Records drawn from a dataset
..............................

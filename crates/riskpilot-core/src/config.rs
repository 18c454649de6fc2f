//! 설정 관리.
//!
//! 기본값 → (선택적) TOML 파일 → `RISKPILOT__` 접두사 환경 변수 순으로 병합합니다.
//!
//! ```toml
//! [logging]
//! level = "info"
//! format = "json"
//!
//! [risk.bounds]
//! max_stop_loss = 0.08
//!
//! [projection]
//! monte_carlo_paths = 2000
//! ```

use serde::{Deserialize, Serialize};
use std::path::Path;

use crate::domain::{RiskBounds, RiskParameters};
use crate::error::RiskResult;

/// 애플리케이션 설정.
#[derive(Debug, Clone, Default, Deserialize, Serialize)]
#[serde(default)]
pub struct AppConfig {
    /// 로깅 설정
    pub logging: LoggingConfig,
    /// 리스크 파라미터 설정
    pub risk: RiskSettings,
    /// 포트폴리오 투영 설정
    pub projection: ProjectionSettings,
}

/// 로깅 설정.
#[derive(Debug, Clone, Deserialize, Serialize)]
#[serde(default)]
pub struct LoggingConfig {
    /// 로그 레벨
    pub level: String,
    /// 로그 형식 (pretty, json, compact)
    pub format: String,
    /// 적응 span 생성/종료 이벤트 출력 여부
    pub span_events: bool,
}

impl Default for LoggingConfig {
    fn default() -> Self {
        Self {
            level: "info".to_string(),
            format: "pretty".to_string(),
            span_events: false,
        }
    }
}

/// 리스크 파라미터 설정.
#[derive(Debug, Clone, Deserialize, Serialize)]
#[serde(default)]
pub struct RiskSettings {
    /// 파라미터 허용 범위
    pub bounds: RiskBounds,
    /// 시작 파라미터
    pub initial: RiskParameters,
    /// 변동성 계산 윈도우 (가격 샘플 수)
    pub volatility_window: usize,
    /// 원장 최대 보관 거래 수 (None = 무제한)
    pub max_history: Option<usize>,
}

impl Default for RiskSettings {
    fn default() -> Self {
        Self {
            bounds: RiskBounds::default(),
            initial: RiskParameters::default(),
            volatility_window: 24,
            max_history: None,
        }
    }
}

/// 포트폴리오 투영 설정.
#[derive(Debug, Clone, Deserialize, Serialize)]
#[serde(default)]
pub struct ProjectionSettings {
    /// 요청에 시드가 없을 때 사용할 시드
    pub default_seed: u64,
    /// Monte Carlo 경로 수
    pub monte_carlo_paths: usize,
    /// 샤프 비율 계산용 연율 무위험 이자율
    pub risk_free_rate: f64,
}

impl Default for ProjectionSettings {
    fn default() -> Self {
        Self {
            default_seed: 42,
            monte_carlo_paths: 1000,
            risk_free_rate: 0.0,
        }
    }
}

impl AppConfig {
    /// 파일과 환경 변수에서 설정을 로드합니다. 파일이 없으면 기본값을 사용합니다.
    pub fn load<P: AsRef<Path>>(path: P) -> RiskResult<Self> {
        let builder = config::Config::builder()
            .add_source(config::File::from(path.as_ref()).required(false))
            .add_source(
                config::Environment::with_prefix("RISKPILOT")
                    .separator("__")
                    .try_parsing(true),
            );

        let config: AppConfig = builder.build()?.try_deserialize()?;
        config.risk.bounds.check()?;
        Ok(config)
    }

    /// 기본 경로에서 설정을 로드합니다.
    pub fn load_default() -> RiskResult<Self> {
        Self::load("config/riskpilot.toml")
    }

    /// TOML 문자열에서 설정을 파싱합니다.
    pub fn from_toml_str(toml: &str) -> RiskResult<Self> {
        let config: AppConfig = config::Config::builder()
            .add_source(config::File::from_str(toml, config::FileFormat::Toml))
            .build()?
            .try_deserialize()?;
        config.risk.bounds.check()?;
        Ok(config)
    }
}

..............................

**Exercise directions**
Set down exactly the lines of the data above, beginning with the line that has "pub fn load<P: AsRef<Path>>(path: P)" and ending with the line that has "pub fn load_default()", and no others.

**Response to the exercise**
    pub fn load<P: AsRef<Path>>(path: P) -> RiskResult<Self> {
        let builder = config::Config::builder()
            .add_source(config::File::from(path.as_ref()).required(false))
            .add_source(
                config::Environment::with_prefix("RISKPILOT")
                    .separator("__")
                    .try_parsing(true),
            );

        let config: AppConfig = builder.build()?.try_deserialize()?;
        config.risk.bounds.check()?;
        Ok(config)
    }

    /// 기본 경로에서 설정을 로드합니다.
    pub fn load_default() -> RiskResult<Self> {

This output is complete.